Requirement:
From the data below, repeat exactly the lines from the line with "if self.enemy_timer >= tuning.enemy_interval" to the line with "(observed - expected).abs()", both included.

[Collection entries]
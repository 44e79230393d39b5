//! Sleigh Strike - a 2.5D side-scrolling arcade shooter
//!
//! Core modules:
//! - `sim`: Simulation (entities, combat, collision passes, spawning)
//! - `platform`: Collaborators the host provides (visuals, input, HUD, clock)
//! - `tuning`: Data-driven game balance

pub mod platform;
pub mod sim;
pub mod tuning;

pub use sim::Simulation;
pub use tuning::{Tuning, TuningError};

/// Host loop constants
pub mod consts {
    /// Nominal frame time used by the headless driver (60 Hz)
    pub const FRAME_DT: f32 = 1.0 / 60.0;
    /// Length of the native autopilot session
    pub const DEMO_SECONDS: f32 = 120.0;
}
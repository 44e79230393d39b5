//! Spawn director: two independent interval timers and the weighted draws
//! that decide what enters the field next.

use rand::Rng;
use serde::{Deserialize, Serialize};

use super::enemy::EnemyKind;
use super::pickup::PowerUpKind;
use crate::tuning::{EnemyWeights, SpawnTuning};

/// One spawn decision; the caller places it at the spawn edge
#[derive(Debug, Clone, Copy, PartialEq)]
pub enum SpawnOrder {
    Enemy { kind: EnemyKind, y: f32 },
    PowerUp { kind: PowerUpKind, y: f32 },
}

#[derive(Debug, Clone, Default, Serialize, Deserialize)]
pub struct SpawnDirector {
    /// Seconds accumulated toward the next enemy
    pub enemy_timer: f32,
    /// Seconds accumulated toward the next power-up
    pub powerup_timer: f32,
}

/// Map a roll in [0, 1) onto the weight partition
pub fn pick_enemy(weights: &EnemyWeights, roll: f32) -> EnemyKind {
    let total = weights.total();
    let point = roll * total;
    if point < weights.chaser {
        EnemyKind::Chaser
    } else if point < weights.chaser + weights.cruiser {
        EnemyKind::Cruiser
    } else {
        EnemyKind::Scout
    }
}

impl SpawnDirector {
    pub fn new() -> Self {
        Self::default()
    }

    /// Advance both timers. Emits at most one order per timer per call.
    /// `half_height` bounds the uniform y draw.
    pub fn update<R: Rng>(
        &mut self,
        dt: f32,
        tuning: &SpawnTuning,
        half_height: f32,
        rng: &mut R,
    ) -> Vec<SpawnOrder> {
        let mut orders = Vec::new();

        self.enemy_timer += dt;
        if self.enemy_timer >= tuning.enemy_interval {
            self.enemy_timer = 0.0;
            let kind = pick_enemy(&tuning.weights, rng.random::<f32>());
            let y = rng.random_range(-half_height..=half_height);
            orders.push(SpawnOrder::Enemy { kind, y });
        }

        self.powerup_timer += dt;
        if self.powerup_timer >= tuning.powerup_interval {
            self.powerup_timer = 0.0;
            let kind = if rng.random::<f32>() < tuning.triple_shot_bias {
                PowerUpKind::TripleShot
            } else {
                PowerUpKind::Shield
            };
            let y = rng.random_range(-half_height..=half_height);
            orders.push(SpawnOrder::PowerUp { kind, y });
        }

        orders
    }
}

#[cfg(test)]
mod tests {
    use super::*;
    use rand::SeedableRng;
    use rand_pcg::Pcg32;

    #[test]
    fn test_partition_edges() {
        let w = EnemyWeights {
            chaser: 0.3,
            cruiser: 0.3,
            scout: 0.4,
        };
        assert_eq!(pick_enemy(&w, 0.0), EnemyKind::Chaser);
        assert_eq!(pick_enemy(&w, 0.29), EnemyKind::Chaser);
        assert_eq!(pick_enemy(&w, 0.31), EnemyKind::Cruiser);
        assert_eq!(pick_enemy(&w, 0.61), EnemyKind::Scout);
        assert_eq!(pick_enemy(&w, 0.999), EnemyKind::Scout);
    }

    #[test]
    fn test_weighted_frequencies() {
        let w = EnemyWeights {
            chaser: 0.3,
            cruiser: 0.3,
            scout: 0.4,
        };
        let mut rng = Pcg32::seed_from_u64(12345);
        let n = 100_000;
        let mut counts = [0usize; 3];
        for _ in 0..n {
            match pick_enemy(&w, rng.random::<f32>()) {
                EnemyKind::Chaser => counts[0] += 1,
                EnemyKind::Cruiser => counts[1] += 1,
                EnemyKind::Scout => counts[2] += 1,
            }
        }
        // 5 sigma at p = 0.3..0.4 over 100k draws is about 0.0077
        for (count, expected) in counts.iter().zip([0.3, 0.3, 0.4]) {
            let observed = *count as f64 / n as f64;
            assert!(
                (observed - expected).abs() < 0.008,
                "observed {} expected {}",
                observed,
                expected
            );
        }
    }

    #[test]
    fn test_unnormalized_weights() {
        let w = EnemyWeights {
            chaser: 3.0,
            cruiser: 0.0,
            scout: 1.0,
        };
        assert_eq!(pick_enemy(&w, 0.7), EnemyKind::Chaser);
        assert_eq!(pick_enemy(&w, 0.8), EnemyKind::Scout);
    }

    #[test]
    fn test_timers_fire_on_interval() {
        let tuning = SpawnTuning::default();
        let mut rng = Pcg32::seed_from_u64(3);
        let mut director = SpawnDirector::new();

        assert!(director.update(1.0, &tuning, 20.0, &mut rng).is_empty());
        let orders = director.update(0.5, &tuning, 20.0, &mut rng);
        assert_eq!(orders.len(), 1);
        assert!(matches!(orders[0], SpawnOrder::Enemy { y, .. } if y.abs() <= 20.0));
        assert_eq!(director.enemy_timer, 0.0);

        let mut powerups = 0;
        for _ in 0..100 {
            for order in director.update(0.1, &tuning, 20.0, &mut rng) {
                if matches!(order, SpawnOrder::PowerUp { .. }) {
                    powerups += 1;
                }
            }
        }
        assert_eq!(powerups, 1);
    }

    #[test]
    fn test_bias_extremes() {
        let mut rng = Pcg32::seed_from_u64(9);
        let tuning = SpawnTuning {
            powerup_interval: 0.1,
            triple_shot_bias: 1.0,
            ..Default::default()
        };
        let mut director = SpawnDirector::new();
        for _ in 0..20 {
            for order in director.update(0.1, &tuning, 20.0, &mut rng) {
                if let SpawnOrder::PowerUp { kind, .. } = order {
                    assert_eq!(kind, PowerUpKind::TripleShot);
                }
            }
        }
    }
}
//! Read-only views of the state for the host: HUD values and a render
//! snapshot listing every live visual.

use glam::Vec3;
use serde::{Deserialize, Serialize};

use super::entity::{Entity, EntityId, Visual};
use super::state::{GamePhase, GameState};
use crate::platform::VisualId;
use crate::tuning::Tuning;

/// Values the HUD displays. Timers are whole seconds (rounded up) so the
/// sink is only refreshed when something visible changes.
#[derive(Debug, Clone, PartialEq, Eq, Serialize, Deserialize)]
pub struct HudState {
    pub score: u64,
    pub hp: i32,
    pub max_hp: i32,
    /// Remaining shield charge as a percentage of a full pickup
    pub shield_percent: u32,
    /// Seconds until the burst ability is ready (0 = ready)
    pub burst_cooldown: u32,
    /// Seconds of triple shot left
    pub triple_shot: u32,
}

fn whole_seconds(t: f32) -> u32 {
    t.max(0.0).ceil() as u32
}

impl HudState {
    pub fn from_state(state: &GameState, tuning: &Tuning) -> Self {
        let player = &state.player;
        let full = tuning.player.shield_charge.max(1);
        Self {
            score: state.score,
            hp: player.hp,
            max_hp: tuning.player.hp,
            shield_percent: (player.shield.charge.max(0) * 100 / full) as u32,
            burst_cooldown: whole_seconds(player.burst_cooldown),
            triple_shot: whole_seconds(player.triple_shot_timer),
        }
    }
}

/// One drawable object
#[derive(Debug, Clone, PartialEq, Serialize, Deserialize)]
pub struct VisualState {
    pub entity: EntityId,
    pub visuals: Vec<VisualId>,
    pub position: Vec3,
    /// Collision radius (current radius for area effects)
    pub radius: f32,
    pub visible: bool,
    /// Hit-flash tint active
    pub flash: bool,
}

impl VisualState {
    fn of<E: Entity>(entity: &E, visual: &Visual) -> Option<Self> {
        let body = entity.body();
        visual.is_held().then(|| Self {
            entity: entity.id(),
            visuals: visual.layers().iter().map(|&(_, id)| id).collect(),
            position: body.pos,
            radius: body.radius,
            visible: true,
            flash: false,
        })
    }

    fn with_radius(mut self, radius: f32) -> Self {
        self.radius = radius;
        self
    }
}

/// Everything the renderer needs for one frame
#[derive(Debug, Clone, PartialEq, Serialize, Deserialize)]
pub struct Snapshot {
    pub phase: GamePhase,
    pub elapsed: f32,
    pub hud: HudState,
    pub objects: Vec<VisualState>,
}

impl Snapshot {
    pub fn capture(state: &GameState, tuning: &Tuning) -> Self {
        let mut objects = Vec::new();
        let player = &state.player;

        if let Some(mut v) = VisualState::of(player, &player.visual) {
            v.visible = player.visible;
            objects.push(v);
        }
        objects.extend(
            VisualState::of(player, &player.shield.visual).map(|v| v.with_radius(player.shield.radius)),
        );

        for e in state.enemies.iter().filter(|e| e.is_alive()) {
            if let Some(mut v) = VisualState::of(e, &e.visual) {
                v.visible = e.visible;
                v.flash = e.damage_flash > 0.0;
                objects.push(v);
            }
        }

        let rest = state
            .projectiles
            .iter()
            .chain(state.enemy_projectiles.iter())
            .filter(|p| p.is_alive())
            .filter_map(|p| VisualState::of(p, &p.visual))
            .chain(
                state
                    .areas
                    .iter()
                    .filter(|a| a.is_alive())
                    .filter_map(|a| VisualState::of(a, &a.visual).map(|v| v.with_radius(a.current_radius()))),
            )
            .chain(
                state
                    .powerups
                    .iter()
                    .filter(|p| p.is_alive())
                    .filter_map(|p| VisualState::of(p, &p.visual)),
            )
            .chain(state.houses.iter().filter_map(|h| VisualState::of(h, &h.visual)))
            .chain(
                state
                    .presents
                    .iter()
                    .filter(|p| p.is_alive())
                    .filter_map(|p| VisualState::of(p, &p.visual)),
            );
        objects.extend(rest);

        Self {
            phase: state.phase,
            elapsed: state.elapsed,
            hud: HudState::from_state(state, tuning),
            objects,
        }
    }

    pub fn to_json(&self) -> Result<String, serde_json::Error> {
        serde_json::to_string(self)
    }
}
//! In-process collaborators
//!
//! Used by the test suite and by the native demo binary. The visual factory
//! keeps a ledger of live ids so lifecycle bugs (leaks, double disposal) show
//! up as counts instead of silent corruption.

use std::collections::{HashMap, HashSet};

use super::{
    Clock, GameOverNotifier, HudSink, InputSource, Platform, VisualError, VisualFactory, VisualId,
    VisualKind, VisualRequest,
};
use crate::sim::{Entity, GameState, HudState, TickInput};

/// Visual factory that only records what it was asked to do
#[derive(Debug, Default)]
pub struct RecordingVisuals {
    next_id: VisualId,
    live: HashMap<VisualId, VisualKind>,
    disposed: HashSet<VisualId>,
    created: usize,
    double_disposals: usize,
    fallbacks: usize,
    /// Kinds whose template is "not loaded yet"
    pub missing_templates: HashSet<VisualKind>,
    /// Gate for the spawning precondition
    pub ready: bool,
}

impl RecordingVisuals {
    pub fn new() -> Self {
        Self {
            ready: true,
            ..Default::default()
        }
    }

    pub fn live_count(&self) -> usize {
        self.live.len()
    }

    pub fn live_of(&self, kind: VisualKind) -> usize {
        self.live.values().filter(|&&k| k == kind).count()
    }

    pub fn created(&self) -> usize {
        self.created
    }

    pub fn double_disposals(&self) -> usize {
        self.double_disposals
    }

    pub fn fallbacks(&self) -> usize {
        self.fallbacks
    }

    pub fn is_live(&self, id: VisualId) -> bool {
        self.live.contains_key(&id)
    }
}

impl VisualFactory for RecordingVisuals {
    fn is_ready(&self) -> bool {
        self.ready
    }

    fn create(&mut self, request: &VisualRequest) -> Result<VisualId, VisualError> {
        if !request.fallback && self.missing_templates.contains(&request.kind) {
            return Err(VisualError::TemplateMissing(request.kind));
        }
        if request.fallback {
            self.fallbacks += 1;
        }
        self.next_id += 1;
        self.created += 1;
        self.live.insert(self.next_id, request.kind);
        Ok(self.next_id)
    }

    fn dispose(&mut self, id: VisualId) {
        if self.live.remove(&id).is_none() || !self.disposed.insert(id) {
            log::error!("Visual {} disposed twice or never created", id);
            self.double_disposals += 1;
        }
    }
}

/// Keeps every HUD refresh it receives
#[derive(Debug, Default)]
pub struct RecordingHud {
    pub refreshes: Vec<HudState>,
}

impl RecordingHud {
    pub fn last(&self) -> Option<&HudState> {
        self.refreshes.last()
    }
}

impl HudSink for RecordingHud {
    fn refresh(&mut self, hud: &HudState) {
        self.refreshes.push(hud.clone());
    }
}

/// Keeps every game-over message it receives
#[derive(Debug, Default)]
pub struct RecordingGameOver {
    pub messages: Vec<(String, String)>,
}

impl GameOverNotifier for RecordingGameOver {
    fn game_over(&mut self, title: &str, message: &str) {
        log::info!("{} {}", title, message);
        self.messages.push((title.to_string(), message.to_string()));
    }
}

/// All headless collaborators bundled together
#[derive(Debug, Default)]
pub struct HeadlessPlatform {
    pub visuals: RecordingVisuals,
    pub hud: RecordingHud,
    pub notifier: RecordingGameOver,
}

impl HeadlessPlatform {
    pub fn new() -> Self {
        Self {
            visuals: RecordingVisuals::new(),
            hud: RecordingHud::default(),
            notifier: RecordingGameOver::default(),
        }
    }

    pub fn platform(&mut self) -> Platform<'_> {
        Platform::new(&mut self.visuals, &mut self.hud, &mut self.notifier)
    }
}

/// Clock that advances by the same amount every call
#[derive(Debug, Clone, Copy)]
pub struct FixedClock {
    pub dt: f32,
}

impl Clock for FixedClock {
    fn delta_seconds(&mut self) -> f32 {
        self.dt
    }
}

/// Replays the same input every step
#[derive(Debug, Clone, Default)]
pub struct ConstantInput(pub TickInput);

impl InputSource for ConstantInput {
    fn poll(&mut self, _state: &GameState) -> TickInput {
        self.0.clone()
    }
}

/// Demo pilot: lines up with the nearest threat, keeps firing, bursts when
/// something gets close and drops presents over undelivered houses.
#[derive(Debug, Clone, Default)]
pub struct Autopilot;

impl InputSource for Autopilot {
    fn poll(&mut self, state: &GameState) -> TickInput {
        let mut input = TickInput {
            fire: true,
            ..Default::default()
        };
        let player = &state.player;
        if !player.is_alive() {
            return input;
        }
        let pos = player.body.pos;

        let target = state
            .enemies
            .iter()
            .filter(|e| e.is_alive())
            .min_by(|a, b| {
                a.body
                    .pos
                    .distance(pos)
                    .partial_cmp(&b.body.pos.distance(pos))
                    .unwrap_or(std::cmp::Ordering::Equal)
            });

        if let Some(enemy) = target {
            let dy = enemy.body.pos.y - pos.y;
            input.up = dy > 0.5;
            input.down = dy < -0.5;
            input.burst = enemy.body.pos.distance(pos) < 12.0;
            // Back off from anything about to blow up
            input.left = enemy.is_flashing();
        }

        input.drop_present = state
            .houses
            .iter()
            .any(|h| !h.has_received_present && (h.body.pos.x - pos.x).abs() < h.width / 2.0);

        input
    }
}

Response area:
        if self.enemy_timer >= tuning.enemy_interval {
            self.enemy_timer = 0.0;
            let kind = pick_enemy(&tuning.weights, rng.random::<f32>());
            let y = rng.random_range(-half_height..=half_height);
            orders.push(SpawnOrder::Enemy { kind, y });
        }

        self.powerup_timer += dt;
        if self.powerup_timer >= tuning.powerup_interval {
            self.powerup_timer = 0.0;
            let kind = if rng.random::<f32>() < tuning.triple_shot_bias {
                PowerUpKind::TripleShot
            } else {
                PowerUpKind::Shield
            };
            let y = rng.random_range(-half_height..=half_height);
            orders.push(SpawnOrder::PowerUp { kind, y });
        }

        orders
    }
}

#[cfg(test)]
mod tests {
    use super::*;
    use rand::SeedableRng;
    use rand_pcg::Pcg32;

    #[test]
    fn test_partition_edges() {
        let w = EnemyWeights {
            chaser: 0.3,
            cruiser: 0.3,
            scout: 0.4,
        };
        assert_eq!(pick_enemy(&w, 0.0), EnemyKind::Chaser);
        assert_eq!(pick_enemy(&w, 0.29), EnemyKind::Chaser);
        assert_eq!(pick_enemy(&w, 0.31), EnemyKind::Cruiser);
        assert_eq!(pick_enemy(&w, 0.61), EnemyKind::Scout);
        assert_eq!(pick_enemy(&w, 0.999), EnemyKind::Scout);
    }

    #[test]
    fn test_weighted_frequencies() {
        let w = EnemyWeights {
            chaser: 0.3,
            cruiser: 0.3,
            scout: 0.4,
        };
        let mut rng = Pcg32::seed_from_u64(12345);
        let n = 100_000;
        let mut counts = [0usize; 3];
        for _ in 0..n {
            match pick_enemy(&w, rng.random::<f32>()) {
                EnemyKind::Chaser => counts[0] += 1,
                EnemyKind::Cruiser => counts[1] += 1,
                EnemyKind::Scout => counts[2] += 1,
            }
        }
        // 5 sigma at p = 0.3..0.4 over 100k draws is about 0.0077
        for (count, expected) in counts.iter().zip([0.3, 0.3, 0.4]) {
            let observed = *count as f64 / n as f64;
            assert!(
                (observed - expected).abs() < 0.008,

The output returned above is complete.